What this suggests is that Slack, for reasons passing understanding, enabled DNSSEC on their zones (with a DS record that essentially turns DNSSEC on, and the accompanying key records) --- then disabled DNSSEC by pulling all the records. But the DS records are in caches; validating resolvers go looking for the keys, which don't exist, and say "welp, I guess Slack.com doesn't exist".
I wonder if they are using tooling that doesn't properly retain DNSKEY records for DS that recently removed? This is one of the reasons we perform controlled automated key rotation and removal in DNSimple, so that we can ensure we retain the keys in the authoritative zone on each key rollover giving the DS records time to expire from caches.
We had a DNS related outage with route53. Some of our zones just lost some records and then they reappeared. Could that explain what happened to slack's DNSSEC related records?
Aren't you, in fact, the same Thomas Ptacek who has repeatedly claimed that DNSSEC is so irrelevant that events like this would go essentially unnoticed?
> DNSSEC is moribund and almost nobody uses it; in reality, the DNSSEC root private keys could land on Pastebin tomorrow and nothing would "break"
We have this whole thread here about a "service disruption" for Slack, and nobody leaked the "root private keys" just one person made a dumb error and it blew up their site.
No, I'm the Thomas Ptacek who has repeatedly claimed that the only impact DNSSEC is going to have on the Internet is causing outages like this. It's right there in the blog posts; in fact, it's even in the 2007 blog posts I wrote about this on the Matasano blog.
The USG DNSSEC requirements, which seem to be a part of what happened, are fragmented and incoherent. OMB withdrew DNSSEC requirements in 2018, and CLOUD.GOV doesn't support it. But some older requirements documents still have them, and need to be updated.
The important top-line thing to know here is that virtually all tech companies eschew DNSSEC (you can verify that for yourself with `host -t ds stripe.com`; substitute any other company for Stripe.
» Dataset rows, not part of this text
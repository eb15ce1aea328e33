//! Error types for the core crate.

use thiserror::Error;

/// Errors produced while building or evaluating a Hamiltonian.
#[derive(Debug, Clone, PartialEq, Error)]
#[non_exhaustive]
pub enum CoreError {
    /// Qubit count is zero or too large for dense methods.
    #[error("qubit count must be between 1 and {max}, got {got}")]
    InvalidQubitCount {
        /// Requested qubit count.
        got: usize,
        /// Largest supported qubit count.
        max: usize,
    },

    /// An operator string or state vector does not match the register size.
    #[error("dimension mismatch: expected {expected}, got {actual}")]
    DimensionMismatch {
        /// Length implied by the qubit count (string length or 2^n).
        expected: usize,
        /// Length actually supplied.
        actual: usize,
    },

    /// A character outside {I, X, Y, Z} appeared in an operator string.
    #[error("invalid Pauli operator '{0}' (expected one of I, X, Y, Z)")]
    InvalidPauli(char),

    /// A qubit index past the end of the register.
    #[error("qubit {qubit} out of range for a {n_qubits}-qubit register")]
    QubitOutOfRange {
        /// The offending qubit index.
        qubit: usize,
        /// Register size.
        n_qubits: usize,
    },

    /// A basis label that is not a string of '0' and '1'.
    #[error("invalid basis label '{0}' (expected a bitstring such as \"0110\")")]
    InvalidBasisLabel(String),

    /// A basis-state index past the end of the Hilbert space.
    #[error("basis index {index} out of range for dimension {dim}")]
    InvalidBasisIndex {
        /// Requested index.
        index: usize,
        /// Hilbert-space dimension, `2^n`.
        dim: usize,
    },

    /// A state vector is not unit-norm within tolerance.
    #[error("state is not normalized: norm = {norm}")]
    Normalization {
        /// The offending Euclidean norm.
        norm: f64,
    },

    /// A term index past the end of the term list.
    #[error("term index {index} out of range for Hamiltonian with {n_terms} terms")]
    InvalidTermIndex {
        /// Requested index.
        index: usize,
        /// Number of terms present.
        n_terms: usize,
    },

    /// Coefficient is NaN or infinite.
    #[error("coefficient must be finite, got {0}")]
    NonFiniteCoefficient(f64),
}

/// Result type for core operations.
pub type CoreResult<T> = Result<T, CoreError>;
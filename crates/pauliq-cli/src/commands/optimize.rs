//! Optimize command implementation.

use anyhow::Result;
use console::style;
use indicatif::{ProgressBar, ProgressStyle};

use pauliq_learn::{GradientDescent, LearningLog};
use pauliq_profiles::PauliqConfig;

use super::common::{load_profile, parse_state, print_terms, state_label};

/// Execute the optimize command.
pub fn execute(
    config: &PauliqConfig,
    profile: Option<&str>,
    qubits: Option<usize>,
    state: Option<&str>,
    target: f64,
    max_iterations: Option<usize>,
    learning_rate: Option<f64>,
) -> Result<()> {
    let mut settings = config.optimizer.clone();
    if let Some(max) = max_iterations {
        settings = settings.with_max_iterations(max);
    }
    if let Some(rate) = learning_rate {
        settings = settings.with_learning_rate(rate);
    }
    let optimizer = GradientDescent::new(settings)?;

    let mut profile = load_profile(config, profile, qubits)?;
    let psi = parse_state(state, profile.num_qubits())?;
    let initial_energy = profile.compute_energy(Some(&psi))?;

    println!(
        "{} Optimizing {} on |{}⟩: {:.6} → target {}",
        style("→").cyan().bold(),
        style(profile.name()).green(),
        state_label(state, profile.num_qubits()),
        initial_energy,
        style(target).yellow()
    );
    println!(
        "  Learning rate {}, up to {} iterations",
        optimizer.config().learning_rate,
        optimizer.config().max_iterations
    );

    let spinner = ProgressBar::new_spinner();
    spinner.set_style(ProgressStyle::default_spinner().template("{spinner:.cyan} {msg}")?);
    spinner.set_message("Running gradient descent...");
    spinner.enable_steady_tick(std::time::Duration::from_millis(100));

    let log = LearningLog::new();
    let result = optimizer.optimize_logged(profile.hamiltonian_mut(), &psi, target, Some(&log));
    spinner.finish_and_clear();
    let run = result?;

    let final_energy = profile.compute_energy(Some(&psi))?;
    if run.converged {
        println!(
            "{} Converged in {} iterations",
            style("✓").green().bold(),
            run.iterations_used
        );
    } else {
        println!(
            "{} Did not converge within {} iterations (best error {:.2e})",
            style("!").yellow().bold(),
            run.iterations_used,
            run.best_error
        );
    }
    println!(
        "  Energy: {initial_energy:.6} → {}",
        style(format!("{final_energy:.6}")).yellow().bold()
    );
    println!("  Final error: {:.2e}", run.final_error);
    println!("  Snapshots logged: {}", log.snapshots().len());
    println!();
    println!("Optimized coefficients:");
    print_terms(profile.hamiltonian());
    Ok(())
}
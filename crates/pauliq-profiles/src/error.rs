//! Profile error types.

use pauliq_core::CoreError;
use thiserror::Error;

/// Result type for profile operations.
pub type ProfileResult<T> = Result<T, ProfileError>;

/// Errors from the profile registry, manager and configuration.
#[derive(Debug, Clone, PartialEq, Error)]
pub enum ProfileError {
    /// No strategy is registered under this name or alias.
    #[error("unknown profile '{name}' (available: {})", available.join(", "))]
    ProfileNotFound {
        /// Requested name.
        name: String,
        /// Canonical names that are registered.
        available: Vec<String>,
    },

    /// Layout parameters do not fit the register.
    #[error("invalid layout: {0}")]
    InvalidLayout(String),

    /// Underlying Hamiltonian or state error.
    #[error(transparent)]
    Core(#[from] CoreError),

    /// Configuration could not be read or is invalid.
    #[error("configuration error: {0}")]
    Config(String),
}
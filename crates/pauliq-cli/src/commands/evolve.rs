//! Evolve command implementation.

use anyhow::Result;
use console::style;

use pauliq_core::EvolutionMethod;
use pauliq_profiles::PauliqConfig;

use super::common::{load_profile, parse_state, print_distribution, state_label};

/// Execute the evolve command.
pub fn execute(
    config: &PauliqConfig,
    profile: Option<&str>,
    qubits: Option<usize>,
    state: Option<&str>,
    time: f64,
    method: &str,
    top: usize,
) -> Result<()> {
    if !time.is_finite() {
        anyhow::bail!("--time must be finite, got {time}");
    }
    let method: EvolutionMethod = method.parse().map_err(|e| anyhow::anyhow!("{e}"))?;

    let mut profile = load_profile(config, profile, qubits)?;
    let initial = parse_state(state, profile.num_qubits())?;

    println!(
        "{} Evolving |{}⟩ under {} for t = {} ({})",
        style("→").cyan().bold(),
        state_label(state, profile.num_qubits()),
        style(profile.name()).green(),
        style(time).yellow(),
        method
    );

    let energy_before = profile.compute_energy(Some(&initial))?;
    let evolved = profile
        .hamiltonian_mut()
        .time_evolution_with(&initial, time, method)?;
    let energy_after = profile.compute_energy(Some(&evolved))?;
    let fidelity = initial.fidelity(&evolved)?;

    println!("{} Evolution complete", style("✓").green().bold());
    println!("  Energy:   {energy_before:.6} → {energy_after:.6}");
    println!("  Norm:     {:.12}", evolved.norm());
    println!("  Fidelity with initial state: {fidelity:.6}");
    println!();
    println!("Outcome probabilities:");
    print_distribution(&evolved, top);
    Ok(())
}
https://dnsviz.net/d/slack.com/YVXX_g/dnssec/ the dnsviz analysis showing the slack.com zone DNSKEY existing at 12:55, followed by the the .com zone DS record at 15:30. However, the next analysis at 17:24 shows both the .com zone DS and slack.com DNSKEY records have disappeared!
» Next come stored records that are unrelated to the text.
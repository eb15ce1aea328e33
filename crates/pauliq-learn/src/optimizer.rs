//! Gradient descent on Hamiltonian coefficients.
//!
//! Two problems share one loop:
//!
//! - [`GradientDescent::optimize`] drives `E(ψ) = ⟨ψ|H|ψ⟩` toward a target
//!   energy by descending on `(E − target)²`.
//! - [`GradientDescent::fit`] fits coefficients to `(state, energy)`
//!   measurements by descending on the mean squared residual.
//!
//! Gradients are central finite differences (see [`crate::gradient`]). All
//! coefficients are updated together from one gradient evaluation.

use pauliq_core::{Hamiltonian, PauliOp, PauliString, QuantumState, Term};
use serde::{Deserialize, Serialize};
use serde_json::json;
use tracing::{debug, warn};

use crate::error::{LearnError, LearnResult};
use crate::gradient::{energy_derivatives, gradient};
use crate::log::LearningLog;

/// Settings for [`GradientDescent`].
#[derive(Debug, Clone, PartialEq, Serialize, Deserialize)]
pub struct OptimizerConfig {
    /// Step size η of the coefficient update.
    #[serde(default = "default_learning_rate")]
    pub learning_rate: f64,
    /// Finite-difference step ε.
    #[serde(default = "default_step_size")]
    pub step_size: f64,
    /// Stop once the error drops below this.
    #[serde(default = "default_tolerance")]
    pub tolerance: f64,
    /// Iteration budget.
    #[serde(default = "default_max_iterations")]
    pub max_iterations: usize,
    /// Snapshot the Hamiltonian into the log every this many iterations
    /// (0 disables snapshots).
    #[serde(default = "default_log_interval")]
    pub log_interval: usize,
}

fn default_learning_rate() -> f64 {
    0.01
}

fn default_step_size() -> f64 {
    1e-5
}

fn default_tolerance() -> f64 {
    1e-4
}

fn default_max_iterations() -> usize {
    100
}

fn default_log_interval() -> usize {
    10
}

impl Default for OptimizerConfig {
    fn default() -> Self {
        Self {
            learning_rate: default_learning_rate(),
            step_size: default_step_size(),
            tolerance: default_tolerance(),
            max_iterations: default_max_iterations(),
            log_interval: default_log_interval(),
        }
    }
}

impl OptimizerConfig {
    /// Defaults for measurement fitting: η = 0.05, RMS tolerance 1e-7,
    /// 1000 iterations.
    pub fn fitting() -> Self {
        Self {
            learning_rate: 0.05,
            tolerance: 1e-7,
            max_iterations: 1000,
            ..Self::default()
        }
    }

    /// Set the learning rate.
    pub fn with_learning_rate(mut self, learning_rate: f64) -> Self {
        self.learning_rate = learning_rate;
        self
    }

    /// Set the finite-difference step.
    pub fn with_step_size(mut self, step_size: f64) -> Self {
        self.step_size = step_size;
        self
    }

    /// Set the convergence tolerance.
    pub fn with_tolerance(mut self, tolerance: f64) -> Self {
        self.tolerance = tolerance;
        self
    }

    /// Set the iteration budget.
    pub fn with_max_iterations(mut self, max_iterations: usize) -> Self {
        self.max_iterations = max_iterations;
        self
    }

    /// Set the snapshot interval.
    pub fn with_log_interval(mut self, log_interval: usize) -> Self {
        self.log_interval = log_interval;
        self
    }

    /// Reject non-positive or non-finite settings.
    pub fn validate(&self) -> LearnResult<()> {
        let positive = |name: &str, v: f64| {
            if v > 0.0 && v.is_finite() {
                Ok(())
            } else {
                Err(LearnError::InvalidConfig(format!(
                    "{name} must be positive and finite, got {v}"
                )))
            }
        };
        positive("learning_rate", self.learning_rate)?;
        positive("step_size", self.step_size)?;
        positive("tolerance", self.tolerance)?;
        if self.max_iterations == 0 {
            return Err(LearnError::InvalidConfig(
                "max_iterations must be at least 1".to_string(),
            ));
        }
        Ok(())
    }
}

/// Outcome of one optimization or fitting run.
///
/// Running out of iterations is not an error: the run is returned with
/// `converged == false`. Use [`OptimizationRun::into_result`] to treat it as
/// one.
#[derive(Debug, Clone, PartialEq, Serialize, Deserialize)]
pub struct OptimizationRun {
    /// Target energy, or `None` for a measurement fit.
    pub target_energy: Option<f64>,
    /// Iteration budget.
    pub max_iterations: usize,
    /// Finite-difference step.
    pub step_size: f64,
    /// Learning rate.
    pub learning_rate: f64,
    /// Error at the start of each iteration.
    pub error_history: Vec<f64>,
    /// Whether the error dropped below tolerance.
    pub converged: bool,
    /// Error of the returned coefficients.
    pub final_error: f64,
    /// Smallest error seen.
    pub best_error: f64,
    /// Iterations performed.
    pub iterations_used: usize,
}

impl OptimizationRun {
    fn start(config: &OptimizerConfig, target_energy: Option<f64>) -> Self {
        Self {
            target_energy,
            max_iterations: config.max_iterations,
            step_size: config.step_size,
            learning_rate: config.learning_rate,
            error_history: Vec::new(),
            converged: false,
            final_error: f64::INFINITY,
            best_error: f64::INFINITY,
            iterations_used: 0,
        }
    }

    fn record(&mut self, error: f64) {
        self.error_history.push(error);
        self.best_error = self.best_error.min(error);
    }

    /// `Err(ConvergenceFailure)` if the run did not converge.
    pub fn into_result(self) -> LearnResult<Self> {
        if self.converged {
            Ok(self)
        } else {
            Err(LearnError::ConvergenceFailure {
                best_error: self.best_error,
                iterations: self.iterations_used,
            })
        }
    }
}

/// A measured `(state, energy)` pair.
#[derive(Debug, Clone, PartialEq, Serialize, Deserialize)]
pub struct Measurement {
    /// Prepared state.
    pub state: QuantumState,
    /// Observed energy.
    pub energy: f64,
}

impl Measurement {
    /// Create a measurement.
    pub fn new(state: QuantumState, energy: f64) -> Self {
        Self { state, energy }
    }
}

/// Finite-difference gradient descent on term coefficients.
#[derive(Debug, Clone, Default)]
pub struct GradientDescent {
    config: OptimizerConfig,
}

impl GradientDescent {
    /// Create an optimizer, validating its settings.
    pub fn new(config: OptimizerConfig) -> LearnResult<Self> {
        config.validate()?;
        Ok(Self { config })
    }

    /// Settings in use.
    pub fn config(&self) -> &OptimizerConfig {
        &self.config
    }

    /// Adjust the coefficients of `hamiltonian` in place so that
    /// `⟨ψ|H|ψ⟩` approaches `target_energy`.
    pub fn optimize(
        &self,
        hamiltonian: &mut Hamiltonian,
        state: &QuantumState,
        target_energy: f64,
    ) -> LearnResult<OptimizationRun> {
        self.optimize_logged(hamiltonian, state, target_energy, None)
    }

    /// As [`optimize`](Self::optimize), snapshotting into `log` every
    /// `log_interval` iterations.
    pub fn optimize_logged(
        &self,
        hamiltonian: &mut Hamiltonian,
        state: &QuantumState,
        target_energy: f64,
        log: Option<&LearningLog>,
    ) -> LearnResult<OptimizationRun> {
        let config = &self.config;
        let mut run = OptimizationRun::start(config, Some(target_energy));

        for iteration in 0..config.max_iterations {
            let energy = hamiltonian.compute_energy(state)?;
            let error = (energy - target_energy).abs();
            run.record(error);

            if error < config.tolerance {
                run.converged = true;
                run.final_error = error;
                run.iterations_used = iteration + 1;
                break;
            }

            let grad = gradient(hamiltonian, state, config.step_size)?;
            let scale = 2.0 * (energy - target_energy);
            let updated: Vec<f64> = hamiltonian
                .coefficients()
                .iter()
                .zip(&grad)
                .map(|(c, g)| c - config.learning_rate * scale * g)
                .collect();
            hamiltonian.set_coefficients(&updated)?;

            if config.log_interval > 0 && iteration % config.log_interval == 0 {
                debug!(iteration, energy, error, "optimizer progress");
                if let Some(log) = log {
                    let metadata = json!({"iteration": iteration, "error": error});
                    log.log_hamiltonian(hamiltonian, metadata);
                }
            }
        }

        if !run.converged {
            let energy = hamiltonian.compute_energy(state)?;
            run.final_error = (energy - target_energy).abs();
            run.best_error = run.best_error.min(run.final_error);
            run.iterations_used = config.max_iterations;
            warn!(
                iterations = run.iterations_used,
                final_error = run.final_error,
                "energy optimization did not converge"
            );
        }
        if let Some(log) = log {
            log.record_iterations(run.iterations_used);
        }
        Ok(run)
    }

    /// Fit a fresh Hamiltonian to `measurements`.
    ///
    /// The operator basis and initial coefficients come from `template`, or
    /// default to one `Z` per qubit with coefficient 1.0. The template is
    /// not modified. Convergence is judged on the RMS residual.
    pub fn fit(
        &self,
        measurements: &[Measurement],
        template: Option<&Hamiltonian>,
    ) -> LearnResult<(Hamiltonian, OptimizationRun)> {
        let first = measurements.first().ok_or(LearnError::EmptyMeasurements)?;
        let mut hamiltonian = match template {
            Some(t) => t.detached(),
            None => z_basis(first.state.num_qubits())?,
        };
        for m in measurements {
            if m.state.dim() != hamiltonian.dim() {
                return Err(pauliq_core::CoreError::DimensionMismatch {
                    expected: hamiltonian.dim(),
                    actual: m.state.dim(),
                }
                .into());
            }
        }

        let config = &self.config;
        let states: Vec<QuantumState> = measurements.iter().map(|m| m.state.clone()).collect();
        let targets: Vec<f64> = measurements.iter().map(|m| m.energy).collect();
        let count = measurements.len() as f64;
        let mut run = OptimizationRun::start(config, None);

        for iteration in 0..config.max_iterations {
            let residuals = residuals(&mut hamiltonian, &states, &targets)?;
            let rms = (residuals.iter().map(|r| r * r).sum::<f64>() / count).sqrt();
            run.record(rms);

            if rms < config.tolerance {
                run.converged = true;
                run.final_error = rms;
                run.iterations_used = iteration + 1;
                break;
            }

            // ∂/∂c_k of (1/m) Σ_j r_j² = (2/m) Σ_j r_j ∂E_j/∂c_k
            let mut updated = hamiltonian.coefficients();
            for (k, coefficient) in updated.iter_mut().enumerate() {
                let derivatives =
                    energy_derivatives(&mut hamiltonian, &states, k, config.step_size)?;
                let grad = 2.0 / count
                    * residuals
                        .iter()
                        .zip(&derivatives)
                        .map(|(r, d)| r * d)
                        .sum::<f64>();
                *coefficient -= config.learning_rate * grad;
            }
            hamiltonian.set_coefficients(&updated)?;

            if config.log_interval > 0 && iteration % config.log_interval == 0 {
                debug!(iteration, rms, "fit progress");
            }
        }

        if !run.converged {
            let residuals = residuals(&mut hamiltonian, &states, &targets)?;
            run.final_error = (residuals.iter().map(|r| r * r).sum::<f64>() / count).sqrt();
            run.best_error = run.best_error.min(run.final_error);
            run.iterations_used = config.max_iterations;
            warn!(
                iterations = run.iterations_used,
                rms = run.final_error,
                "measurement fit did not converge"
            );
        }
        Ok((hamiltonian, run))
    }
}

/// Fit with [`OptimizerConfig::fitting`] defaults.
pub fn learn_from_measurements(
    measurements: &[Measurement],
    template: Option<&Hamiltonian>,
) -> LearnResult<(Hamiltonian, OptimizationRun)> {
    GradientDescent::new(OptimizerConfig::fitting())?.fit(measurements, template)
}

/// `Z` on every qubit with coefficient 1.0.
fn z_basis(num_qubits: usize) -> LearnResult<Hamiltonian> {
    let terms = (0..num_qubits)
        .map(|q| -> LearnResult<Term> {
            Ok(Term::new(1.0, PauliString::single(num_qubits, q, PauliOp::Z)?))
        })
        .collect::<LearnResult<Vec<_>>>()?;
    Ok(Hamiltonian::from_terms(num_qubits, terms)?)
}

fn residuals(
    hamiltonian: &mut Hamiltonian,
    states: &[QuantumState],
    targets: &[f64],
) -> LearnResult<Vec<f64>> {
    states
        .iter()
        .zip(targets)
        .map(|(state, target)| -> LearnResult<f64> {
            Ok(hamiltonian.compute_energy(state)? - target)
        })
        .collect()
}

#[cfg(test)]
mod tests {
    use super::*;

    #[test]
    fn test_defaults() {
        let config = OptimizerConfig::default();
        assert_eq!(config.learning_rate, 0.01);
        assert_eq!(config.step_size, 1e-5);
        assert_eq!(config.tolerance, 1e-4);
        assert_eq!(config.max_iterations, 100);
        assert_eq!(config.log_interval, 10);

        let fitting = OptimizerConfig::fitting();
        assert_eq!(fitting.learning_rate, 0.05);
        assert_eq!(fitting.tolerance, 1e-7);
        assert_eq!(fitting.max_iterations, 1000);
    }

    #[test]
    fn test_validate_rejects_bad_settings() {
        assert!(OptimizerConfig::default().with_step_size(0.0).validate().is_err());
        assert!(OptimizerConfig::default().with_learning_rate(-1.0).validate().is_err());
        assert!(OptimizerConfig::default()
            .with_tolerance(f64::NAN)
            .validate()
            .is_err());
        assert!(OptimizerConfig::default().with_max_iterations(0).validate().is_err());
        assert!(GradientDescent::new(OptimizerConfig::default().with_learning_rate(0.0)).is_err());
    }

    #[test]
    fn test_into_result() {
        let mut run = OptimizationRun::start(&OptimizerConfig::default(), Some(1.0));
        run.record(0.5);
        run.iterations_used = 100;
        assert_eq!(
            run.clone().into_result().unwrap_err(),
            LearnError::ConvergenceFailure {
                best_error: 0.5,
                iterations: 100
            }
        );
        run.converged = true;
        assert!(run.into_result().is_ok());
    }

    #[test]
    fn test_z_basis() {
        let h = z_basis(3).unwrap();
        let ops: Vec<String> = h.terms().iter().map(|t| t.pauli.to_string()).collect();
        assert_eq!(ops, vec!["ZII", "IZI", "IIZ"]);
        assert_eq!(h.coefficients(), vec![1.0; 3]);
    }
}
Given that the slack.com DNSKEY shows up with a 1h TTL and the .com zone DS has a 24h TTL, they are screwed in the presence of cached slack.com DS records from the .com zone. Do not throw away your DNSKEY until your delegation's TTL has absolutely positively surely expired from any resolver caches!
The slack.com domain is an AWS Route 53 zone, I'd be really interested to see a post-mortem explaining what happened here. Are they unable to recover the KSK/ZSK and restore the DNSKEY/etc records?
What this suggests is that Slack, for reasons passing understanding, enabled DNSSEC on their zones (with a DS record that essentially turns DNSSEC on, and the accompanying key records) --- then disabled DNSSEC by pulling all the records. But the DS records are in caches; validating resolvers go looking for the keys, which don't exist, and say "welp, I guess Slack.com doesn't exist".